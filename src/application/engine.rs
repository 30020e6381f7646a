use super::flow::{self, Transition};
use crate::domain::context::SessionContext;
use crate::domain::pricing::{Price, PricingCalculator};
use crate::domain::response::ResponseDescriptor;
use crate::domain::state::ChatState;
use tracing::{debug, info};

/// The main entry point for one ordering conversation.
///
/// `OrderFlowEngine` owns the session context and replaces it wholesale with
/// the result of each transition. Calls take `&mut self`, so a second
/// message cannot be processed against the same context until the previous
/// one has returned.
#[derive(Debug, Clone)]
pub struct OrderFlowEngine {
    context: SessionContext,
    pricing: PricingCalculator,
}

impl OrderFlowEngine {
    /// Creates an engine for a platform/service pair with default pricing.
    pub fn new(platform: impl Into<String>, service: impl Into<String>) -> Self {
        Self::with_pricing(platform, service, PricingCalculator::default())
    }

    /// Creates an engine with explicit pricing rates.
    ///
    /// # Arguments
    ///
    /// * `platform` - Social platform the order is for, e.g. "Instagram".
    /// * `service` - Engagement type, e.g. "Followers".
    /// * `pricing` - Calculator used whenever a total is displayed.
    pub fn with_pricing(
        platform: impl Into<String>,
        service: impl Into<String>,
        pricing: PricingCalculator,
    ) -> Self {
        let context = SessionContext::new(platform, service);
        debug!(
            platform = context.platform(),
            service = context.service(),
            "order flow session opened"
        );
        Self { context, pricing }
    }

    /// Processes one user message and returns what to render.
    pub fn process_message(&mut self, input: &str) -> ResponseDescriptor {
        debug!(state = %self.context.current_state(), input, "processing message");
        let transition = flow::step(&self.context, input, &self.pricing);
        self.apply(transition)
    }

    /// Forces the confirmation notice after the caller observed a payment.
    pub fn trigger_confirmation(&mut self) -> ResponseDescriptor {
        debug!(state = %self.context.current_state(), "confirmation triggered");
        let transition = flow::confirm(&self.context);
        self.apply(transition)
    }

    /// Read-only view of the session.
    pub fn context(&self) -> &SessionContext {
        &self.context
    }

    /// Owned copy of the session, detached from the engine.
    pub fn snapshot(&self) -> SessionContext {
        self.context.clone()
    }

    pub fn state(&self) -> ChatState {
        self.context.current_state()
    }

    /// Current total, derived from the stored quantity and payment method.
    pub fn quote(&self) -> Price {
        self.pricing
            .quote(self.context.selected_quantity(), self.context.selected_payment())
    }

    fn apply(&mut self, transition: Transition) -> ResponseDescriptor {
        let Transition { context, response } = transition;
        let from = self.context.current_state();
        let to = context.current_state();
        if from != to {
            info!(%from, %to, "order flow advanced");
        } else {
            debug!(state = %to, "input rejected, state held");
        }
        self.context = context;
        response
    }
}

#[cfg(test)]
mod tests {
    use super::*;
    use crate::domain::payment::PaymentMethod;
    use crate::domain::pricing::Currency;

    #[test]
    fn test_full_conversation() {
        let mut engine = OrderFlowEngine::new("Instagram", "Followers");

        let r = engine.process_message(flow::START_TOKEN);
        assert!(r.message.contains("Instagram"));
        assert!(r.message.to_lowercase().contains("followers"));
        assert!(r.show_quantity_options);

        let r = engine.process_message("500");
        assert_eq!(engine.state(), ChatState::PaymentSelection);
        assert_eq!(engine.context().selected_quantity().map(|q| q.value()), Some(500));
        assert!(r.show_payment_options);

        let r = engine.process_message("pay with crypto");
        assert_eq!(engine.state(), ChatState::UrlCollection);
        assert_eq!(engine.context().selected_payment(), Some(PaymentMethod::Crypto));
        assert!(r.message.contains("instagram.com"));

        let r = engine.process_message("https://instagram.com/me");
        assert_eq!(engine.state(), ChatState::PaymentProcessing);
        assert!(r.show_pay_action);
        // 500 * 4.5 / 1500
        assert_eq!(r.amount.as_deref(), Some("$1.50 USDT"));
        assert_eq!(engine.context().social_url(), Some("https://instagram.com/me"));

        let r = engine.process_message("i have made payment");
        assert_eq!(engine.state(), ChatState::Confirmation);
        assert!(r.message.contains("500 followers"));

        let r = engine.trigger_confirmation();
        assert!(r.show_close_action);
        assert_eq!(engine.state(), ChatState::UserChoice);

        let r = engine.process_message("close chat");
        assert!(r.close_session);
        assert_eq!(engine.state(), ChatState::Completed);
    }

    #[test]
    fn test_quote_is_recomputed_from_context() {
        let mut engine = OrderFlowEngine::new("TikTok", "Views");
        assert_eq!(engine.quote().currency, Currency::Ngn);

        engine.process_message(flow::START_TOKEN);
        engine.process_message("1000");
        engine.process_message("naira");
        assert_eq!(engine.quote().to_string(), "₦4,500");
    }

    #[test]
    fn test_snapshot_is_detached() {
        let mut engine = OrderFlowEngine::new("TikTok", "Views");
        let before = engine.snapshot();
        engine.process_message(flow::START_TOKEN);
        assert_eq!(before.current_state(), ChatState::Greeting);
        assert_eq!(engine.state(), ChatState::QuantitySelection);
    }
}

▶ [WORK ITEM] Reproduce only what lies between the start of the listing above and the end of the line containing "use crate::domain::state::ChatState;", keeping every line exact.

▶ [ANSWER TO THIS EXERCISE]
filename src/application/engine.rs
repository 30020e6381f7646a
use super::flow::{self, Transition};
use crate::domain::context::SessionContext;
use crate::domain::pricing::{Price, PricingCalculator};
use crate::domain::response::ResponseDescriptor;
use crate::domain::state::ChatState;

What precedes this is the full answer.